# Forage/Feed Waste - why is it accepted?



## John Anderson (Apr 12, 2010)

Why is it that producers accept losing 25% or more of theur forage becuase they refuse to manage it?
Perhaps some of you can help me to understand.... or get the message across that, "doesn't have to be"

I get across the country in my travels and see lots of operations. And in recent years the drought has greatly impacted forage availability and quality. And producers are complaining they don't have enought feed for their cattle and/or are complaining that forage costs to much to buy.

Yet, when we take a drive around their farm, what do i see. Feed piles (haylage, corn silage or some other fermented feeds) that are NOT covered and horribly managed!

There are numerous, to many to count, studies that prove without any argument that covering a forage pile (properly) pays for itself many time over. And in addition to the cost of the lost feed, there is the cost of lost gain by feeding the "crap/rotten" feed that is on the top and edges!

I've read articles that show producers are losing greater then 25% of their feed by failing to cover and manage a pile of feed.

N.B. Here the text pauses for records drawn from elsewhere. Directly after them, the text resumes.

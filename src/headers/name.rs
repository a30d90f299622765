use bytes::Bytes;

use crate::headers::error::HeaderError;
use crate::matches;

/// HTTP Header name.
///
/// # Case Normalization
///
/// Input is normalized to lowercase at construction time, so comparing two names is always an
/// ASCII case-insensitive comparison. [`from_static`][HeaderName::from_static] will panic at
/// compile time when name contains uppercase character.
///
/// Normalization requires copying the bytes. If the input is known to not contains uppercase
/// character, use [`from_bytes_lowercase`][HeaderName::from_bytes_lowercase] that does not incur
/// copy but returns error instead.
#[derive(Clone)]
pub struct HeaderName {
    repr: Repr,
}

#[derive(Clone)]
enum Repr {
    Static(&'static str),
    /// is valid ASCII
    Arbitrary(Bytes),
}

impl HeaderName {
    /// Parse header name from static string.
    ///
    /// The input must not contains ASCII uppercase characters.
    ///
    /// # Panics
    ///
    /// Panics if the input is not a valid header name or contains ASCII uppercase characters.
    #[inline]
    pub const fn from_static(name: &'static str) -> Self {
        match validate_header_name_lowercase(name.as_bytes()) {
            Ok(()) => Self {
                repr: Repr::Static(name),
            },
            Err(err) => err.panic_const(),
        }
    }

    /// Parse header name from [`Bytes`].
    ///
    /// The input must not contains ASCII uppercase characters.
    ///
    /// For more flexible API use [`HeaderName::from_slice`].
    ///
    /// # Errors
    ///
    /// Returns error if the input is not a valid header name or contains ASCII uppercase
    /// characters.
    #[inline]
    pub fn from_bytes_lowercase<B: Into<Bytes>>(name: B) -> Result<Self, HeaderError> {
        let name = name.into();
        match validate_header_name_lowercase(&name) {
            Ok(()) => Ok(Self {
                repr: Repr::Arbitrary(name),
            }),
            Err(err) => Err(err),
        }
    }

    /// Parse header name by copying from slice of bytes.
    ///
    /// Input name is normalized to lowercase.
    ///
    /// # Errors
    ///
    /// Returns error if the input is not a valid header name.
    #[inline]
    pub fn from_slice<A: AsRef<[u8]>>(name: A) -> Result<Self, HeaderError> {
        let bytes = name.as_ref();
        if matches!(bytes.len(), 1..=MAX_HEADER_NAME_LEN) {
            copy_to_header_name(bytes)
        } else {
            Err(HeaderError::from_len(bytes.len()))
        }
    }

    /// Extracts a string slice of the header name.
    ///
    /// The returned string will always in ASCII lowercase.
    #[inline]
    pub fn as_str(&self) -> &str {
        match &self.repr {
            Repr::Static(s) => s,
            // SAFETY: `Arbitrary` only constructed from validated ASCII token
            Repr::Arbitrary(bytes) => unsafe { std::str::from_utf8_unchecked(bytes) },
        }
    }

    /// Checks that two header name are an ASCII case-insensitive match.
    #[inline]
    pub fn eq_ignore_ascii_case(&self, name: &str) -> bool {
        self.as_str().eq_ignore_ascii_case(name)
    }

    /// Returns `true` if this is one of the [`standard`] headers.
    ///
    /// Standard headers have a structured counterpart in the message model and are never carried
    /// as extension headers.
    #[inline]
    pub fn is_standard(&self) -> bool {
        standard::is_standard(self.as_str())
    }
}

// ===== Parser =====

/// Maximum length of a header name.
pub const MAX_HEADER_NAME_LEN: usize = 1024; // 1KB

/// token       = 1*tchar
/// field-name  = token
const fn validate_header_name_lowercase(mut bytes: &[u8]) -> Result<(), HeaderError> {
    use HeaderError as E;

    if !matches!(bytes.len(), 1..=MAX_HEADER_NAME_LEN) {
        return Err(E::from_len(bytes.len()));
    }

    while let [byte, rest @ ..] = bytes {
        if matches::is_token_lowercase(*byte) {
            bytes = rest;
        } else {
            return Err(E::Invalid);
        }
    }

    Ok(())
}

/// Lowercased `tchar`, any other byte maps to a value with the MSB set.
const LOWERCASE_NAME: [u8; 256] = {
    let mut bytes = [0b1000_0000; 256];
    let mut i = 0u8;
    loop {
        if matches::is_token(i) {
            bytes[i as usize] = i.to_ascii_lowercase();
        }
        if i == 255 {
            break;
        }
        i += 1;
    }
    bytes
};

fn copy_to_header_name(bytes: &[u8]) -> Result<HeaderName, HeaderError> {
    let mut name = vec![0; bytes.len()];

    for (output, input) in name.iter_mut().zip(bytes) {
        *output = LOWERCASE_NAME[*input as usize];

        if *output & 128 == 128 {
            return Err(HeaderError::Invalid);
        }
    }

    Ok(HeaderName {
        repr: Repr::Arbitrary(name.into()),
    })
}

// ===== Ref Traits =====

/// A type that can be used for [`HeaderMap`] lookup.
///
/// [`HeaderMap`]: super::HeaderMap
#[allow(private_bounds)]
pub trait AsHeaderName: Sealed {}

pub(crate) trait Sealed {
    fn as_header_str(&self) -> &str;
}

impl<K: AsHeaderName + ?Sized> AsHeaderName for &K {}
impl<K: Sealed + ?Sized> Sealed for &K {
    fn as_header_str(&self) -> &str {
        K::as_header_str(self)
    }
}

impl AsHeaderName for str {}
impl Sealed for str {
    fn as_header_str(&self) -> &str {
        self
    }
}

impl AsHeaderName for String {}
impl Sealed for String {
    fn as_header_str(&self) -> &str {
        self
    }
}

impl AsHeaderName for HeaderName {}
impl Sealed for HeaderName {
    fn as_header_str(&self) -> &str {
        self.as_str()
    }
}

/// A type that can be converted into [`HeaderName`] for [`HeaderMap`] insertion.
///
/// # Panics
///
/// Converting a `&'static str` that is not a valid header name panics.
///
/// [`HeaderMap`]: super::HeaderMap
pub trait IntoHeaderName {
    fn into_header_name(self) -> HeaderName;
}

impl IntoHeaderName for HeaderName {
    #[inline]
    fn into_header_name(self) -> HeaderName {
        self
    }
}

impl IntoHeaderName for &HeaderName {
    #[inline]
    fn into_header_name(self) -> HeaderName {
        self.clone()
    }
}

impl IntoHeaderName for &'static str {
    #[inline]
    fn into_header_name(self) -> HeaderName {
        match HeaderName::from_slice(self) {
            Ok(name) => name,
            Err(err) => err.panic_const(),
        }
    }
}

// ===== Traits =====

impl std::fmt::Display for HeaderName {
    #[inline]
    fn fmt(&self, f: &mut std::fmt::Formatter<'_>) -> std::fmt::Result {
        f.write_str(self.as_str())
    }
}

impl std::fmt::Debug for HeaderName {
    #[inline]
    fn fmt(&self, f: &mut std::fmt::Formatter<'_>) -> std::fmt::Result {
        f.debug_tuple("HeaderName").field(&self.as_str()).finish()
    }
}

impl std::hash::Hash for HeaderName {
    #[inline]
    fn hash<H: std::hash::Hasher>(&self, state: &mut H) {
        std::hash::Hash::hash(self.as_str(), state);
    }
}

impl PartialEq for HeaderName {
    fn eq(&self, other: &Self) -> bool {
        // HeaderName is guaranteed to have ascii lowercase value,
        // therefore it is correct for case-insensitive eq
        self.as_str() == other.as_str()
    }
}

impl Eq for HeaderName {}

impl PartialEq<str> for HeaderName {
    #[inline]
    fn eq(&self, other: &str) -> bool {
        self.eq_ignore_ascii_case(other)
    }
}

impl PartialEq<&str> for HeaderName {
    #[inline]
    fn eq(&self, other: &&str) -> bool {
        self.eq_ignore_ascii_case(other)
    }
}

impl std::str::FromStr for HeaderName {
    type Err = HeaderError;

    #[inline]
    fn from_str(s: &str) -> Result<Self, Self::Err> {
        Self::from_slice(s)
    }
}

// ===== Standard Headers =====

standard_header! {
    /// HTTP Standard Headers.
    ///
    /// Every header listed here is read into or written from a structured field of the message
    /// model.
    mod standard;

    // ===== Authentication =====

    /// Defines the authentication method that should be used to access a resource.
    pub const WWW_AUTHENTICATE: HeaderName = "www-authenticate";

    /// Contains the credentials to authenticate a user-agent with a server.
    pub const AUTHORIZATION: HeaderName = "authorization";

    /// Contains information from the server about a successful authentication.
    pub const AUTHENTICATION_INFO: HeaderName = "authentication-info";

    /// Defines the authentication method that should be used to access a resource behind a proxy
    /// server.
    pub const PROXY_AUTHENTICATE: HeaderName = "proxy-authenticate";

    /// Contains the credentials to authenticate a user agent with a proxy server.
    pub const PROXY_AUTHORIZATION: HeaderName = "proxy-authorization";

    // ===== Caching =====

    /// The time, in seconds, that the object has been in a proxy cache.
    pub const AGE: HeaderName = "age";

    /// Directives for caching mechanisms in both requests and responses.
    pub const CACHE_CONTROL: HeaderName = "cache-control";

    /// The date/time after which the response is considered stale.
    pub const EXPIRES: HeaderName = "expires";

    /// Implementation-specific header that may have various effects anywhere along the
    /// request-response chain.
    pub const PRAGMA: HeaderName = "pragma";

    /// General warning information about possible problems.
    pub const WARNING: HeaderName = "warning";

    // ===== Conditionals =====

    /// The last modification date of the resource.
    pub const LAST_MODIFIED: HeaderName = "last-modified";

    /// A unique string identifying the version of the resource.
    pub const ETAG: HeaderName = "etag";

    /// Applies the method only if the stored resource matches one of the given ETags.
    pub const IF_MATCH: HeaderName = "if-match";

    /// Applies the method only if the stored resource doesn't match any of the given ETags.
    pub const IF_NONE_MATCH: HeaderName = "if-none-match";

    /// Transmits the resource only if it has been modified after the given date.
    pub const IF_MODIFIED_SINCE: HeaderName = "if-modified-since";

    /// Transmits the resource only if it has not been modified after the given date.
    pub const IF_UNMODIFIED_SINCE: HeaderName = "if-unmodified-since";

    /// Makes a range request conditional on the given ETag or date.
    pub const IF_RANGE: HeaderName = "if-range";

    /// Determines how to match request headers to decide whether a cached response can be used.
    pub const VARY: HeaderName = "vary";

    // ===== Connection management =====

    /// Controls whether the network connection stays open after the current transaction finishes.
    pub const CONNECTION: HeaderName = "connection";

    // ===== Content negotiation =====

    /// Informs the server about the types of data that can be sent back.
    pub const ACCEPT: HeaderName = "accept";

    /// Preferences for charsets in textual response content.
    pub const ACCEPT_CHARSET: HeaderName = "accept-charset";

    /// The encoding algorithm, usually a compression algorithm, that can be used on the resource
    /// sent back.
    pub const ACCEPT_ENCODING: HeaderName = "accept-encoding";

    /// Informs the server about the human language the server is expected to send back.
    pub const ACCEPT_LANGUAGE: HeaderName = "accept-language";

    // ===== Controls =====

    /// Indicates expectations that need to be fulfilled by the server.
    pub const EXPECT: HeaderName = "expect";

    /// When using TRACE, indicates the maximum number of hops the request can do.
    pub const MAX_FORWARDS: HeaderName = "max-forwards";

    // ===== Cookies =====

    /// Contains stored HTTP cookies previously sent by the server with the Set-Cookie header.
    pub const COOKIE: HeaderName = "cookie";

    /// Send cookies from the server to the user-agent.
    pub const SET_COOKIE: HeaderName = "set-cookie";

    /// Obsolete variant of Set-Cookie.
    pub const SET_COOKIE2: HeaderName = "set-cookie2";

    // ===== Message body information =====

    /// The size of the resource, in decimal number of bytes.
    pub const CONTENT_LENGTH: HeaderName = "content-length";

    /// Indicates the media type of the resource.
    pub const CONTENT_TYPE: HeaderName = "content-type";

    /// Used to specify the compression algorithm.
    pub const CONTENT_ENCODING: HeaderName = "content-encoding";

    /// Describes the human language(s) intended for the audience.
    pub const CONTENT_LANGUAGE: HeaderName = "content-language";

    /// Indicates an alternate location for the returned data.
    pub const CONTENT_LOCATION: HeaderName = "content-location";

    /// Base64 MD5 digest of the entity.
    pub const CONTENT_MD5: HeaderName = "content-md5";

    /// Where in a full body message a partial message belongs.
    pub const CONTENT_RANGE: HeaderName = "content-range";

    /// Indicates if the resource should be displayed inline or downloaded as attachment.
    pub const CONTENT_DISPOSITION: HeaderName = "content-disposition";

    // ===== Range requests =====

    /// Indicates if the server supports range requests.
    pub const ACCEPT_RANGES: HeaderName = "accept-ranges";

    /// Indicates the part of a document that the server should return.
    pub const RANGE: HeaderName = "range";

    // ===== Request context =====

    /// Contains an Internet email address for a human user who controls the requesting user
    /// agent.
    pub const FROM: HeaderName = "from";

    /// Specifies the domain name of the server and (optionally) the TCP port number.
    pub const HOST: HeaderName = "host";

    /// The address of the previous web page from which a link to the currently requested page was
    /// followed.
    pub const REFERER: HeaderName = "referer";

    /// Contains a characteristic string that identifies the user agent.
    pub const USER_AGENT: HeaderName = "user-agent";

    // ===== Response context =====

    /// Lists the set of HTTP request methods supported by a resource.
    pub const ALLOW: HeaderName = "allow";

    /// Contains information about the software used by the origin server.
    pub const SERVER: HeaderName = "server";

    /// Indicates the URL to redirect a page to.
    pub const LOCATION: HeaderName = "location";

    /// Indicates how long the user agent should wait before making a follow-up request.
    pub const RETRY_AFTER: HeaderName = "retry-after";

    // ===== Transfer coding =====

    /// Specifies the form of encoding used to safely transfer the resource to the user.
    pub const TRANSFER_ENCODING: HeaderName = "transfer-encoding";

    /// Specifies the transfer encodings the user agent is willing to accept.
    pub const TE: HeaderName = "te";

    /// Allows the sender to include additional fields at the end of chunked message.
    pub const TRAILER: HeaderName = "trailer";

    // ===== Other =====

    /// Contains the date and time at which the message was originated.
    pub const DATE: HeaderName = "date";

    /// Added by proxies, both forward and reverse proxies.
    pub const VIA: HeaderName = "via";

    /// Used to upgrade an already established connection to a different protocol.
    pub const UPGRADE: HeaderName = "upgrade";
}

// ===== Macros =====

macro_rules! standard_header {
    (
        $(#[$mod_doc:meta])*
        mod $mod_name:ident;

        $(
            $(#[$doc:meta])*
            $vis:vis const $id:ident: $t:ty = $name:literal;
        )*
    ) => {
        $(#[$mod_doc])*
        pub mod $mod_name {
            use super::*;

            $(
                $(#[$doc])*
                $vis const $id: $t = HeaderName::from_static($name);
            )*

            /// Lowercase names of every standard header.
            pub const ALL: &[&str] = &[$($name,)*];

            /// Returns `true` if `name` is a standard header, compared case-insensitively.
            pub fn is_standard(name: &str) -> bool {
                ALL.iter().any(|e| e.eq_ignore_ascii_case(name))
            }
        }
    };
}

use standard_header;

So, i again ask, why do producer refuse to do anything about it? Let's all work together to help ourselves.

What would your operation be able to do with 25% more feed???


----------



## slowzuki (Mar 8, 2011)

What do you mean failing to cover a silage pile, you mean the face as they feed it out? Depending on the style of bunker/tube and number of head a high feedout rate can result in low spoilage, I'm not sure but I think the freezing temps here in the winter sort of limit the spoilage at the face, it freezes pretty quickly.

Its mostly individually wrapped bales here for sileage, probably better than 3/4 of dairy and beef operations. For the rest, inline tube wrapping, some bagging, a couple of old silos still in use. Lots of old bunkers but none of them with silage in them nowadays.


----------



## Teslan (Aug 20, 2011)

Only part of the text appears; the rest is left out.